Data shown START

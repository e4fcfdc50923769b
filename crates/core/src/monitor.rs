//! Session statistics for status reports.

use std::{fmt, sync::Arc};

use cas_ticket_registry::{RegistryResult, TicketCount, TicketRegistry};
use serde::Serialize;

use crate::config::MonitorConfig;

/// Health classification of an observation.
#[derive(Debug, Clone, Copy, PartialEq, Eq, Hash, Serialize)]
#[serde(rename_all = "SCREAMING_SNAKE_CASE")]
pub enum StatusCode {
    /// The registry could not be queried.
    Error,
    /// A threshold was exceeded.
    Warn,
    /// The registry cannot report counts.
    Unknown,
    /// Counts are within thresholds.
    Ok,
}

impl fmt::Display for StatusCode {
    fn fmt(&self, f: &mut fmt::Formatter<'_>) -> fmt::Result {
        f.write_str(match self {
            Self::Error => "ERROR",
            Self::Warn => "WARN",
            Self::Unknown => "UNKNOWN",
            Self::Ok => "OK",
        })
    }
}

/// One observation of the ticket registry.
#[derive(Debug, Clone, PartialEq, Eq, Serialize)]
pub struct SessionStatus {
    /// Overall classification.
    pub code: StatusCode,
    /// Human-readable summary.
    pub description: String,
    /// Live SSO sessions, when known.
    pub session_count: Option<u64>,
    /// Live service tickets, when known.
    pub service_ticket_count: Option<u64>,
}

/// Reports session and service-ticket counts against warning thresholds.
///
/// # Example
///
/// ```
/// use std::sync::Arc;
/// use cas_core::{MonitorConfig, SessionMonitor, StatusCode};
/// use cas_ticket_registry::MemoryTicketRegistry;
///
/// # #[tokio::main]
/// # async fn main() {
/// let monitor = SessionMonitor::new(Arc::new(MemoryTicketRegistry::new()), MonitorConfig::default());
/// let status = monitor.observe().await;
/// assert_eq!(status.code, StatusCode::Ok);
/// assert_eq!(status.description, "0 sessions. 0 service tickets.");
/// # }
/// ```
pub struct SessionMonitor<R> {
    registry: Arc<R>,
    config: MonitorConfig,
}

impl<R> fmt::Debug for SessionMonitor<R> {
    fn fmt(&self, f: &mut fmt::Formatter<'_>) -> fmt::Result {
        f.debug_struct("SessionMonitor").field("config", &self.config).finish_non_exhaustive()
    }
}

impl<R: TicketRegistry> SessionMonitor<R> {
    /// Creates a monitor over `registry`.
    #[must_use]
    pub fn new(registry: Arc<R>, config: MonitorConfig) -> Self {
        Self { registry, config }
    }

    /// Monitor name used in status reports.
    #[must_use]
    pub fn name(&self) -> &'static str {
        "SessionMonitor"
    }

    async fn counts(&self) -> RegistryResult<(TicketCount, TicketCount)> {
        Ok((self.registry.session_count().await?, self.registry.service_ticket_count().await?))
    }

    /// Queries the registry and classifies the result. Never fails: a
    /// registry error becomes an [`StatusCode::Error`] observation.
    #[tracing::instrument(skip(self), fields(registry = self.registry.name()))]
    pub async fn observe(&self) -> SessionStatus {
        let (sessions, tickets) = match self.counts().await {
            Ok(counts) => counts,
            Err(e) => {
                tracing::warn!(error = %e, "session monitor could not query the registry");
                return SessionStatus {
                    code: StatusCode::Error,
                    description: e.to_string(),
                    session_count: None,
                    service_ticket_count: None,
                };
            },
        };

        let (TicketCount::Known(session_count), TicketCount::Known(ticket_count)) = (sessions, tickets)
        else {
            return SessionStatus {
                code: StatusCode::Unknown,
                description: format!(
                    "Ticket registry {} reports unknown session and/or ticket counts.",
                    self.registry.name()
                ),
                session_count: known(sessions),
                service_ticket_count: known(tickets),
            };
        };

        let mut code = StatusCode::Ok;
        let mut description = String::new();
        match self.config.session_count_warn_threshold {
            Some(threshold) if session_count > threshold => {
                code = StatusCode::Warn;
                description
                    .push_str(&format!("Session count ({session_count}) is above threshold {threshold}. "));
            },
            _ => description.push_str(&format!("{session_count} sessions. ")),
        }
        match self.config.service_ticket_count_warn_threshold {
            Some(threshold) if ticket_count > threshold => {
                code = StatusCode::Warn;
                description.push_str(&format!(
                    "Service ticket count ({ticket_count}) is above threshold {threshold}."
                ));
            },
            _ => description.push_str(&format!("{ticket_count} service tickets.")),
        }

        SessionStatus {
            code,
            description,
            session_count: Some(session_count),
            service_ticket_count: Some(ticket_count),
        }
    }
}

fn known(count: TicketCount) -> Option<u64> {
    match count {
        TicketCount::Known(n) => Some(n),
        TicketCount::Unknown => None,
    }
}

#[cfg(test)]
#[allow(clippy::unwrap_used, clippy::expect_used)]
mod tests {
    use async_trait::async_trait;
    use cas_ticket::{Clock, Ticket, TicketPolicies};
    use cas_ticket_registry::{
        MemoryTicketRegistry, ReplicatedRegistryConfig, TicketCluster,
        testutil::{factory, seed_session},
    };

    use super::*;

    /// Memory registry that refuses to count.
    struct OpaqueRegistry(MemoryTicketRegistry);

    #[async_trait]
    impl TicketRegistry for OpaqueRegistry {
        fn name(&self) -> &'static str {
            "opaque"
        }

        fn clock(&self) -> &dyn Clock {
            self.0.clock()
        }

        fn supports_counting(&self) -> bool {
            false
        }

        async fn add_ticket(&self, ticket: Ticket) -> RegistryResult<()> {
            self.0.add_ticket(ticket).await
        }

        async fn fetch_ticket(&self, id: &str) -> RegistryResult<Option<Ticket>> {
            self.0.fetch_ticket(id).await
        }

        async fn remove_ticket(&self, id: &str) -> RegistryResult<bool> {
            self.0.remove_ticket(id).await
        }

        async fn fetch_all(&self) -> RegistryResult<Vec<Ticket>> {
            self.0.fetch_all().await
        }
    }

    async fn seeded_registry() -> Arc<MemoryTicketRegistry> {
        let registry = Arc::new(MemoryTicketRegistry::new());
        // Three STs plus one PT: 4 service tickets, 1 session.
        seed_session(registry.as_ref(), &factory(TicketPolicies::default()), "alice", 3, 1, chrono::Utc::now())
            .await
            .unwrap();
        registry
    }

    #[tokio::test]
    async fn test_counts_within_thresholds() {
        let config = MonitorConfig::builder()
            .session_count_warn_threshold(1)
            .service_ticket_count_warn_threshold(4)
            .build();
        let status = SessionMonitor::new(seeded_registry().await, config).observe().await;

        assert_eq!(status.code, StatusCode::Ok);
        assert_eq!(status.description, "1 sessions. 4 service tickets.");
        assert_eq!(status.session_count, Some(1));
        assert_eq!(status.service_ticket_count, Some(4));
    }

    #[tokio::test]
    async fn test_session_threshold_warns() {
        let config = MonitorConfig::builder().session_count_warn_threshold(0).build();
        let status = SessionMonitor::new(seeded_registry().await, config).observe().await;

        assert_eq!(status.code, StatusCode::Warn);
        assert_eq!(status.description, "Session count (1) is above threshold 0. 4 service tickets.");
    }

    #[tokio::test]
    async fn test_ticket_threshold_warns() {
        let config = MonitorConfig::builder().service_ticket_count_warn_threshold(3).build();
        let status = SessionMonitor::new(seeded_registry().await, config).observe().await;

        assert_eq!(status.code, StatusCode::Warn);
        assert_eq!(status.description, "1 sessions. Service ticket count (4) is above threshold 3.");
    }

    #[tokio::test]
    async fn test_unknown_counts() {
        let registry = Arc::new(OpaqueRegistry(MemoryTicketRegistry::new()));
        let status = SessionMonitor::new(registry, MonitorConfig::default()).observe().await;

        assert_eq!(status.code, StatusCode::Unknown);
        assert_eq!(
            status.description,
            "Ticket registry opaque reports unknown session and/or ticket counts."
        );
        assert_eq!(status.session_count, None);
    }

    #[tokio::test]
    async fn test_registry_failure_is_an_error_status() {
        let config = ReplicatedRegistryConfig::builder()
            .members(vec!["cas-1".to_owned(), "cas-2".to_owned()])
            .local_member("cas-1")
            .build();
        let cluster = TicketCluster::new(&config, cas_ticket::SystemClock::shared()).unwrap();
        let registry = Arc::new(cluster.registry("cas-1").unwrap());
        cluster.set_online("cas-1", false);
        cluster.set_online("cas-2", false);

        let status = SessionMonitor::new(registry, MonitorConfig::default()).observe().await;
        assert_eq!(status.code, StatusCode::Error);
        assert!(status.description.contains("unreachable"), "{}", status.description);
        assert_eq!(status.code.to_string(), "ERROR");
    }
}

Data shown END

Work instructions
Beginning with the first line of the entries, repeat each line exactly until you have reproduced the one containing "cannot report counts.", and add nothing further.

Response area
repository e4fcfdc50923769b
filename crates/core/src/monitor.rs
//! Session statistics for status reports.

use std::{fmt, sync::Arc};

use cas_ticket_registry::{RegistryResult, TicketCount, TicketRegistry};
use serde::Serialize;

use crate::config::MonitorConfig;

/// Health classification of an observation.
#[derive(Debug, Clone, Copy, PartialEq, Eq, Hash, Serialize)]
#[serde(rename_all = "SCREAMING_SNAKE_CASE")]
pub enum StatusCode {
    /// The registry could not be queried.
    Error,
    /// A threshold was exceeded.
    Warn,
    /// The registry cannot report counts.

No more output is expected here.